Performance of PI-RADS version 1 versus version 2 regarding the relation with histopathological results.

Abstract

Aim of this study was to compare the diagnostic performance of PI-RADS version 1 (v1) and version 2 (v2) in the detection of prostate cancer (PCa). Multiparametric MRIs (mpMRI) of 50 consecutive patients with biopsy proven PCa, which had originally been evaluated according to PIRADS v1, were now retrospectively re-evaluated, comparing PI-RADS v1 and v2. MpMRI data were evaluated in comparison with histopathological whole-mount step-section slides. MRI examinations included T2-weighted, diffusion-weighted, and dynamic contrast-enhanced MRI. Overall PI-RADS v1 showed a significantly larger discriminative ability of tumor detection: PI-RADS v1 AUC 0.96 (95% CI 0.94-0.98) and v2 AUC 0.90 (95% CI 0.86-0.94). For peripheral zone lesions, PI-RADS v1 showed a significantly larger ability of PCa discrimination: v1 AUC 0.97 (95% CI 0.95-0.99) and v2 AUC 0.92 (95% CI 0.88-0.96).

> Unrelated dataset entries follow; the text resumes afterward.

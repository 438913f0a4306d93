//! Application use cases

pub mod build_deck;

pub use build_deck::{BuildDeckUseCase, DeckError, DeckRequest, WeightedQuery, plan_queries};
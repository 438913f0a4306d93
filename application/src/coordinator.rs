//! Session coordinator actor
//!
//! One task owns the [`SessionStore`] and a per-session broadcast
//! channel registry. Actions from every connection funnel through a
//! single mailbox and are applied strictly in arrival order; each apply
//! and its broadcast happen in one synchronous step, so no subscriber
//! ever observes a partially-applied update. Sessions are independent,
//! but a single actor is plenty at this scale and keeps ordering
//! trivial.

use reelmatch_domain::{ApplyOutcome, SessionAction, SessionPhase, SessionSnapshot, SessionStore};
use std::collections::HashMap;
use thiserror::Error;
use tokio::sync::{broadcast, mpsc, oneshot};
use tracing::{debug, info};

/// Capacity of a session's snapshot fan-out channel. Slow subscribers
/// that lag past this many snapshots miss intermediate states but
/// always converge on the latest one.
const BROADCAST_CAPACITY: usize = 64;

/// Mailbox depth for inbound commands
const MAILBOX_CAPACITY: usize = 256;

/// Errors surfaced by [`CoordinatorHandle`]
#[derive(Error, Debug)]
pub enum CoordinatorError {
    #[error("Coordinator task has shut down")]
    Closed,
}

enum Command {
    Action(SessionAction),
    Subscribe {
        session_id: String,
        reply: oneshot::Sender<broadcast::Receiver<SessionSnapshot>>,
    },
}

/// Cloneable handle for talking to the coordinator task
#[derive(Clone)]
pub struct CoordinatorHandle {
    tx: mpsc::Sender<Command>,
}

impl CoordinatorHandle {
    /// Queue one action for in-order application.
    ///
    /// There is no per-action reply; all effects are observed through
    /// the broadcast snapshots.
    pub async fn send(&self, action: SessionAction) -> Result<(), CoordinatorError> {
        self.tx
            .send(Command::Action(action))
            .await
            .map_err(|_| CoordinatorError::Closed)
    }

    pub async fn join(
        &self,
        session_id: impl Into<String>,
        participant_id: impl Into<String>,
        as_host: bool,
    ) -> Result<(), CoordinatorError> {
        self.send(SessionAction::Join {
            session_id: session_id.into(),
            participant_id: participant_id.into(),
            as_host,
        })
        .await
    }

    pub async fn leave(
        &self,
        session_id: impl Into<String>,
        participant_id: impl Into<String>,
    ) -> Result<(), CoordinatorError> {
        self.send(SessionAction::Leave {
            session_id: session_id.into(),
            participant_id: participant_id.into(),
        })
        .await
    }

    pub async fn set_phase(
        &self,
        session_id: impl Into<String>,
        phase: SessionPhase,
    ) -> Result<(), CoordinatorError> {
        self.send(SessionAction::SetPhase {
            session_id: session_id.into(),
            phase,
        })
        .await
    }

    pub async fn set_shared_config(
        &self,
        session_id: impl Into<String>,
        config: Vec<String>,
    ) -> Result<(), CoordinatorError> {
        self.send(SessionAction::SetSharedConfig {
            session_id: session_id.into(),
            config,
        })
        .await
    }

    pub async fn record_intake_answer(
        &self,
        session_id: impl Into<String>,
        participant_id: impl Into<String>,
        answers: reelmatch_domain::PreferenceAnswers,
    ) -> Result<(), CoordinatorError> {
        self.send(SessionAction::RecordIntakeAnswer {
            session_id: session_id.into(),
            participant_id: participant_id.into(),
            answers,
        })
        .await
    }

    /// Subscribe to a session's snapshot stream.
    ///
    /// Valid before the session exists; the first snapshot arrives with
    /// the join that creates it. The reply also serves as an ordering
    /// barrier: once it resolves, every previously queued action has
    /// been applied.
    pub async fn subscribe(
        &self,
        session_id: impl Into<String>,
    ) -> Result<broadcast::Receiver<SessionSnapshot>, CoordinatorError> {
        let (reply, rx) = oneshot::channel();
        self.tx
            .send(Command::Subscribe {
                session_id: session_id.into(),
                reply,
            })
            .await
            .map_err(|_| CoordinatorError::Closed)?;
        rx.await.map_err(|_| CoordinatorError::Closed)
    }
}

/// The coordinator task state
pub struct SessionCoordinator {
    store: SessionStore,
    channels: HashMap<String, broadcast::Sender<SessionSnapshot>>,
    rx: mpsc::Receiver<Command>,
}

impl SessionCoordinator {
    /// Spawn the coordinator task and return its handle.
    pub fn spawn() -> CoordinatorHandle {
        let (tx, rx) = mpsc::channel(MAILBOX_CAPACITY);
        let coordinator = SessionCoordinator {
            store: SessionStore::new(),
            channels: HashMap::new(),
            rx,
        };
        tokio::spawn(coordinator.run());
        CoordinatorHandle { tx }
    }

    async fn run(mut self) {
        while let Some(command) = self.rx.recv().await {
            self.handle(command);
        }
        debug!("coordinator mailbox closed, shutting down");
    }

    fn handle(&mut self, command: Command) {
        match command {
            Command::Action(action) => {
                let session_id = action.session_id().to_string();
                match self.store.apply(action) {
                    ApplyOutcome::Updated(snapshot) => {
                        if let Some(tx) = self.channels.get(&session_id) {
                            // Send fails only when nobody is subscribed
                            let _ = tx.send(snapshot);
                        }
                    }
                    ApplyOutcome::Destroyed => {
                        info!(session_id, "last member left, session destroyed");
                        self.channels.remove(&session_id);
                    }
                    ApplyOutcome::Dropped => {
                        debug!(session_id, "dropped action for unknown session");
                    }
                }
            }
            Command::Subscribe { session_id, reply } => {
                let tx = self
                    .channels
                    .entry(session_id)
                    .or_insert_with(|| broadcast::channel(BROADCAST_CAPACITY).0);
                let _ = reply.send(tx.subscribe());
            }
        }
    }
}

#[cfg(test)]
mod tests {
    use super::*;
    use tokio::sync::broadcast::error::TryRecvError;

    /// Flush the mailbox: when the subscribe reply arrives, every
    /// action queued before it has been applied.
    async fn barrier(handle: &CoordinatorHandle) {
        let _ = handle.subscribe("__barrier__").await.unwrap();
    }

    #[tokio::test]
    async fn test_join_broadcasts_snapshot() {
        let handle = SessionCoordinator::spawn();
        let mut rx = handle.subscribe("abc123").await.unwrap();

        handle.join("abc123", "u1", true).await.unwrap();

        let snapshot = rx.recv().await.unwrap();
        assert_eq!(snapshot.members, vec!["u1"]);
        assert_eq!(snapshot.phase, SessionPhase::Waiting);
    }

    #[tokio::test]
    async fn test_every_member_observes_each_mutation() {
        let handle = SessionCoordinator::spawn();
        let mut rx_a = handle.subscribe("abc123").await.unwrap();
        let mut rx_b = handle.subscribe("abc123").await.unwrap();

        handle.join("abc123", "u1", true).await.unwrap();
        handle.join("abc123", "u2", false).await.unwrap();
        handle.set_phase("abc123", SessionPhase::Priming).await.unwrap();

        for rx in [&mut rx_a, &mut rx_b] {
            assert_eq!(rx.recv().await.unwrap().members, vec!["u1"]);
            assert_eq!(rx.recv().await.unwrap().members, vec!["u1", "u2"]);
            assert_eq!(rx.recv().await.unwrap().phase, SessionPhase::Priming);
        }
    }

    #[tokio::test]
    async fn test_action_after_destruction_broadcasts_nothing() {
        let handle = SessionCoordinator::spawn();
        let mut rx = handle.subscribe("abc123").await.unwrap();

        handle.join("abc123", "u1", true).await.unwrap();
        handle.leave("abc123", "u1").await.unwrap();
        handle.set_phase("abc123", SessionPhase::Voting).await.unwrap();
        barrier(&handle).await;

        // Only the join produced a snapshot; destruction is silent, it
        // just closes the channel, and the late set_phase was dropped.
        assert_eq!(rx.recv().await.unwrap().members, vec!["u1"]);
        assert_eq!(rx.try_recv().unwrap_err(), TryRecvError::Closed);
    }

    #[tokio::test]
    async fn test_sessions_are_independent() {
        let handle = SessionCoordinator::spawn();
        let mut rx_one = handle.subscribe("one").await.unwrap();
        let mut rx_two = handle.subscribe("two").await.unwrap();

        handle.join("one", "u1", true).await.unwrap();
        handle.join("two", "u2", true).await.unwrap();
        barrier(&handle).await;

        assert_eq!(rx_one.recv().await.unwrap().members, vec!["u1"]);
        assert_eq!(rx_one.try_recv().unwrap_err(), TryRecvError::Empty);
        assert_eq!(rx_two.recv().await.unwrap().members, vec!["u2"]);
    }

    #[tokio::test]
    async fn test_duplicate_delivery_is_absorbed() {
        let handle = SessionCoordinator::spawn();
        let mut rx = handle.subscribe("abc123").await.unwrap();

        handle.join("abc123", "u1", true).await.unwrap();
        handle.join("abc123", "u1", true).await.unwrap();

        let first = rx.recv().await.unwrap();
        let second = rx.recv().await.unwrap();
        // Re-delivery re-broadcasts the same merged state
        assert_eq!(first, second);
    }

    #[tokio::test]
    async fn test_rejoin_after_destruction_is_fresh_session() {
        let handle = SessionCoordinator::spawn();

        handle.join("abc123", "u1", true).await.unwrap();
        handle.set_phase("abc123", SessionPhase::Voting).await.unwrap();
        handle.leave("abc123", "u1").await.unwrap();
        barrier(&handle).await;

        let mut rx = handle.subscribe("abc123").await.unwrap();
        handle.join("abc123", "u2", true).await.unwrap();

        let snapshot = rx.recv().await.unwrap();
        assert_eq!(snapshot.members, vec!["u2"]);
        assert_eq!(snapshot.phase, SessionPhase::Waiting);
    }
}
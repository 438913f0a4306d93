//! TMDB adapter for the [`MovieCatalog`] port

use crate::config::TmdbConfig;
use crate::tmdb::mapping::{genre_id, join_ids, provider_id};
use async_trait::async_trait;
use reelmatch_application::ports::{CatalogError, DiscoverQuery, MovieCatalog, SortOrder};
use reelmatch_domain::{Genre, Movie, WatchProvider};
use serde::Deserialize;
use std::collections::HashMap;
use tracing::debug;

/// Results outside this region's provider listings are ignored
const WATCH_REGION: &str = "US";

/// HTTP client for The Movie Database
pub struct TmdbCatalog {
    http: reqwest::Client,
    base_url: String,
    api_key: String,
}

impl TmdbCatalog {
    pub fn new(config: &TmdbConfig) -> Self {
        Self {
            http: reqwest::Client::new(),
            base_url: config.base_url.trim_end_matches('/').to_string(),
            api_key: config.api_key.clone(),
        }
    }

    async fn get_json<T: serde::de::DeserializeOwned>(
        &self,
        path: &str,
        params: &[(String, String)],
    ) -> Result<T, CatalogError> {
        let url = format!("{}{}", self.base_url, path);
        let response = self
            .http
            .get(&url)
            .query(&[("api_key", self.api_key.as_str())])
            .query(params)
            .send()
            .await
            .map_err(|e| CatalogError::RequestFailed(e.to_string()))?;

        let status = response.status();
        if !status.is_success() {
            return Err(CatalogError::BadStatus {
                status: status.as_u16(),
            });
        }
        response
            .json::<T>()
            .await
            .map_err(|e| CatalogError::Decode(e.to_string()))
    }
}

/// Translate a port-level query into TMDB discover parameters.
///
/// Unmappable genre or provider slugs are dropped here rather than
/// rejected; an empty mapping simply omits the filter.
fn discover_params(query: &DiscoverQuery) -> Vec<(String, String)> {
    let mut params = vec![
        ("include_adult".to_string(), "false".to_string()),
        ("watch_region".to_string(), WATCH_REGION.to_string()),
        (
            "vote_average.gte".to_string(),
            query.min_vote_average.to_string(),
        ),
        (
            "vote_count.gte".to_string(),
            query.min_vote_count.to_string(),
        ),
        ("page".to_string(), query.page.to_string()),
        (
            "sort_by".to_string(),
            match query.sort {
                SortOrder::Popularity => "popularity.desc".to_string(),
                SortOrder::VoteAverage => "vote_average.desc".to_string(),
            },
        ),
    ];
    if let Some(genres) = join_ids(&query.genres, genre_id) {
        params.push(("with_genres".to_string(), genres));
    }
    if let Some(providers) = join_ids(&query.providers, provider_id) {
        params.push(("with_watch_providers".to_string(), providers));
    }
    if let Some(after) = &query.release_after {
        params.push(("primary_release_date.gte".to_string(), after.clone()));
    }
    if let Some(before) = &query.release_before {
        params.push(("primary_release_date.lte".to_string(), before.clone()));
    }
    params
}

#[async_trait]
impl MovieCatalog for TmdbCatalog {
    async fn discover(&self, query: &DiscoverQuery) -> Result<Vec<Movie>, CatalogError> {
        let response: DiscoverResponse = self
            .get_json("/discover/movie", &discover_params(query))
            .await?;
        debug!(page = query.page, count = response.results.len(), "discover page fetched");
        Ok(response.results.into_iter().map(MovieDto::into_movie).collect())
    }

    async fn movie_details(&self, movie_id: u64) -> Result<Movie, CatalogError> {
        let params = vec![(
            "append_to_response".to_string(),
            "watch/providers,credits,release_dates".to_string(),
        )];
        let dto: DetailDto = self
            .get_json(&format!("/movie/{movie_id}"), &params)
            .await?;
        Ok(dto.into_movie())
    }
}

// ---- Wire DTOs -------------------------------------------------------

#[derive(Debug, Deserialize)]
struct DiscoverResponse {
    results: Vec<MovieDto>,
}

/// Discover list entry: no runtime or provider data yet
#[derive(Debug, Deserialize)]
struct MovieDto {
    id: u64,
    title: String,
    #[serde(default)]
    overview: String,
    poster_path: Option<String>,
    release_date: Option<String>,
    #[serde(default)]
    vote_average: f64,
}

impl MovieDto {
    fn into_movie(self) -> Movie {
        Movie {
            id: self.id,
            title: self.title,
            overview: self.overview,
            poster_path: self.poster_path,
            release_date: self.release_date,
            vote_average: self.vote_average,
            runtime: None,
            genres: Vec::new(),
            watch_providers: Vec::new(),
        }
    }
}

#[derive(Debug, Deserialize)]
struct GenreDto {
    id: u64,
    name: String,
}

#[derive(Debug, Deserialize)]
struct ProviderDto {
    provider_id: u64,
    provider_name: String,
    logo_path: Option<String>,
}

#[derive(Debug, Default, Deserialize)]
struct RegionProvidersDto {
    #[serde(default)]
    flatrate: Vec<ProviderDto>,
}

#[derive(Debug, Default, Deserialize)]
struct WatchProvidersDto {
    #[serde(default)]
    results: HashMap<String, RegionProvidersDto>,
}

#[derive(Debug, Deserialize)]
struct DetailDto {
    id: u64,
    title: String,
    #[serde(default)]
    overview: String,
    poster_path: Option<String>,
    release_date: Option<String>,
    #[serde(default)]
    vote_average: f64,
    runtime: Option<u32>,
    #[serde(default)]
    genres: Vec<GenreDto>,
    #[serde(default, rename = "watch/providers")]
    watch_providers: WatchProvidersDto,
}

impl DetailDto {
    fn into_movie(mut self) -> Movie {
        let providers = self
            .watch_providers
            .results
            .remove(WATCH_REGION)
            .unwrap_or_default()
            .flatrate
            .into_iter()
            .map(|p| WatchProvider {
                id: p.provider_id,
                name: p.provider_name,
                logo_path: p.logo_path,
            })
            .collect();
        Movie {
            id: self.id,
            title: self.title,
            overview: self.overview,
            poster_path: self.poster_path,
            release_date: self.release_date,
            vote_average: self.vote_average,
            runtime: self.runtime,
            genres: self
                .genres
                .into_iter()
                .map(|g| Genre {
                    id: g.id,
                    name: g.name,
                })
                .collect(),
            watch_providers: providers,
        }
    }
}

For transition zone lesions, PI-RADS v1 showed more discrimination: v1 AUC 0.96 (95% CI 0.92-1.00) and v2 0.90 (95% CI 0.83-0.97), but the difference was not significant. PI-RADS v2 resulted in significantly more false negative results (3% in v1, 14% in v2) and a comparable number of true positive results (82% in v1, 80% in v2). PI-RADS v2 uses a simplified approach, but shows a lower diagnostic accuracy. This could lead to a higher rate of false negative results with the risk of missing tumors within low PI-RADS score levels. Therefore, its use cannot be recommended unconditionally, and further improvement should be considered.